For a long time now Bolton was critical of Iran and had once promised before an Iranian exile group that they would be celebrating the toppling of Iran's Government this year. Bolton’s departure also comes amid speculation about Trump potentially meeting Rouhani during the upcoming U.N. General Assembly this month in New York. However, Rouhani's comments seemed to highlight an approval that Tehran is willing to put the blame of tensions on departing Bolton rather than on US President himself.

Rouhani spoke after a Cabinet meeting Wednesday, a day that saw all print media in Iran covering Bolton's exit. The progressive Shargh daily newspaper had one large headline that read: “Bolton: A scapegoat for Iran?”

Iran's President said in a televised statement that Americans will have to realize that warmongering and warmongers are not to their benefit. Adding that, They(Americans) should not only abandon warmongering but also end their maximum pressure policy. 

Ali Rabiei, a government spokesman said after the meeting that Bolton's firing might help the U.S have a “less biased” attitude towards Iran.

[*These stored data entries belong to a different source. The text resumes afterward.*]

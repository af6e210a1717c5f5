//! Markdown issue body renderer

use contracts::{FeedbackRecord, RenderedContent};

use crate::fields::{raw_json, DisplayFields};

/// Render the issue (title + Markdown body)
pub fn render_issue(record: &FeedbackRecord, site_name: &str) -> RenderedContent {
    let fields = DisplayFields::from_record(record);

    let rows = [
        ("Topic", &fields.topic),
        ("Reaction", &fields.reaction),
        ("Message", &fields.message),
        ("Path", &fields.path),
        ("Full Path", &fields.full_path),
        ("Route Name", &fields.name),
        ("Hash", &fields.hash),
        ("Redirected From", &fields.redirected_from),
        ("Query", &fields.query),
        ("Timestamp", &fields.timestamp),
    ]
    .iter()
    .map(|(label, value)| format!("| **{label}** | {} |", escape_cell(value)))
    .collect::<Vec<_>>()
    .join("\n");

    let raw = raw_json(record);
    let fence = "`".repeat(longest_backtick_run(&raw).max(2) + 1);

    let body = format!(
        "## New Feedback Received\n\n\
         | Field | Value |\n\
         | --- | --- |\n\
         {rows}\n\n\
         <details>\n\
         <summary>Raw JSON</summary>\n\n\
         {fence}json\n\
         {raw}\n\
         {fence}\n\n\
         </details>\n"
    );

    RenderedContent {
        title: format!("[Feedback] {site_name}"),
        body,
    }
}

/// Keep a value inside its table cell
fn escape_cell(value: &str) -> String {
    value.replace('\\', "\\\\").replace('|', "\\|")
}

fn longest_backtick_run(text: &str) -> usize {
    text.split(|c| c != '`').map(str::len).max().unwrap_or(0)
}
//! Configuration resolution: file (optional), then environment/CLI overrides.

use std::net::SocketAddr;

use config_loader::ConfigLoader;
use contracts::{DeliveryMethod, FeedbackError, RelayConfig};
use tracing::{debug, info};

use crate::cli::ConfigArgs;
use crate::error::{CliError, Result};
use crate::server::SUBMIT_PATH;

/// Load the configuration file if given, apply overrides and re-validate
pub fn resolve_config(args: &ConfigArgs) -> Result<RelayConfig> {
    let mut config = match &args.config {
        Some(path) => {
            if !path.exists() {
                return Err(CliError::config_not_found(path.display().to_string()));
            }
            info!(config = %path.display(), "Loading configuration");
            ConfigLoader::load_from_path(path)?
        }
        None => {
            info!("No configuration file given, using defaults and environment");
            RelayConfig::default()
        }
    };

    apply_overrides(&mut config, args);
    default_webhook_origin(&mut config);
    ConfigLoader::validate(&config)?;
    reject_webhook_loop(&config)?;
    Ok(config)
}

fn apply_overrides(config: &mut RelayConfig, args: &ConfigArgs) {
    fn set(target: &mut String, value: Option<&str>, name: &str) {
        if let Some(value) = value {
            debug!(setting = name, "Overriding from CLI/environment");
            *target = value.to_string();
        }
    }

    set(&mut config.server.bind, args.bind.as_deref(), "server.bind");
    if let Some(method) = &args.method {
        config.delivery.method = DeliveryMethod::parse(method);
        debug!(method = %config.delivery.method, "Overriding delivery method");
    }
    set(&mut config.delivery.site_name, args.site_name.as_deref(), "delivery.site_name");

    let email = &mut config.delivery.email;
    set(&mut email.api_key, args.resend_api_key.as_deref(), "delivery.email.api_key");
    set(&mut email.from, args.resend_from_email.as_deref(), "delivery.email.from");
    set(&mut email.to, args.resend_to_email.as_deref(), "delivery.email.to");

    let tracker = &mut config.delivery.issue_tracker;
    set(&mut tracker.token, args.github_token.as_deref(), "delivery.issue_tracker.token");
    set(&mut tracker.owner, args.github_owner.as_deref(), "delivery.issue_tracker.owner");
    set(&mut tracker.repo, args.github_repo.as_deref(), "delivery.issue_tracker.repo");

    set(
        &mut config.delivery.webhook.endpoint,
        args.webhook_url.as_deref(),
        "delivery.webhook.endpoint",
    );
}

/// Rooted webhook paths resolve against this server unless an origin is set
fn default_webhook_origin(config: &mut RelayConfig) {
    let webhook = &mut config.delivery.webhook;
    if webhook.origin.as_deref().is_some_and(|o| !o.trim().is_empty()) {
        return;
    }
    webhook.origin = config
        .server
        .public_origin
        .clone()
        .filter(|o| !o.trim().is_empty())
        .or_else(|| local_origin(&config.server.bind));
}

/// A webhook aimed at this server's own submit route would resubmit forever
fn reject_webhook_loop(config: &RelayConfig) -> Result<()> {
    let webhook = &config.delivery.webhook;
    let endpoint = webhook.endpoint.trim();
    if config.delivery.method != DeliveryMethod::Webhook || endpoint.is_empty() {
        return Ok(());
    }

    let target = if endpoint.starts_with('/') {
        let origin = webhook.origin.as_deref().unwrap_or_default().trim();
        format!("{}{endpoint}", origin.trim_end_matches('/'))
    } else {
        endpoint.to_string()
    };
    let target = strip_query(&target);

    let own_routes = [
        config.server.public_origin.clone(),
        local_origin(&config.server.bind),
    ]
    .into_iter()
    .flatten()
    .map(|origin| format!("{}{SUBMIT_PATH}", origin.trim().trim_end_matches('/')));

    for own in own_routes {
        if target.eq_ignore_ascii_case(&own) {
            return Err(FeedbackError::config_validation(
                "delivery.webhook.endpoint",
                format!("'{endpoint}' points back at this server's {SUBMIT_PATH} route"),
            )
            .into());
        }
    }
    Ok(())
}

fn strip_query(url: &str) -> &str {
    let end = url.find(['?', '#']).unwrap_or(url.len());
    url[..end].trim_end_matches('/')
}

/// `http://<bind>`, with an unspecified address replaced by loopback
fn local_origin(bind: &str) -> Option<String> {
    let mut addr: SocketAddr = bind.trim().parse().ok()?;
    if addr.ip().is_unspecified() {
        let loopback: std::net::IpAddr = match addr {
            SocketAddr::V4(_) => std::net::Ipv4Addr::LOCALHOST.into(),
            SocketAddr::V6(_) => std::net::Ipv6Addr::LOCALHOST.into(),
        };
        addr.set_ip(loopback);
    }
    Some(format!("http://{addr}"))
}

Although he stressed that the dismissal was an internal U.S issue,  Rabiei called Bolton “the symbol of America's hawkish policies and its animosity towards Iran.”

The Foreign Minister of Iran, Zarif again used social media to tweet about what he refers the #B_Team, which included Bolton, Israeli Prime Minister Benjamin Netanyahu, Saudi Crown Prince Mohammed bin Salman, and Abu Dhabi Crown Prince Mohammed bin Zayed Al Nahyan, all opponents of Iran. Zarif added that the world, apart from 3 or 2 who panicked, was breathing a sigh of relief after Bolton's ouster.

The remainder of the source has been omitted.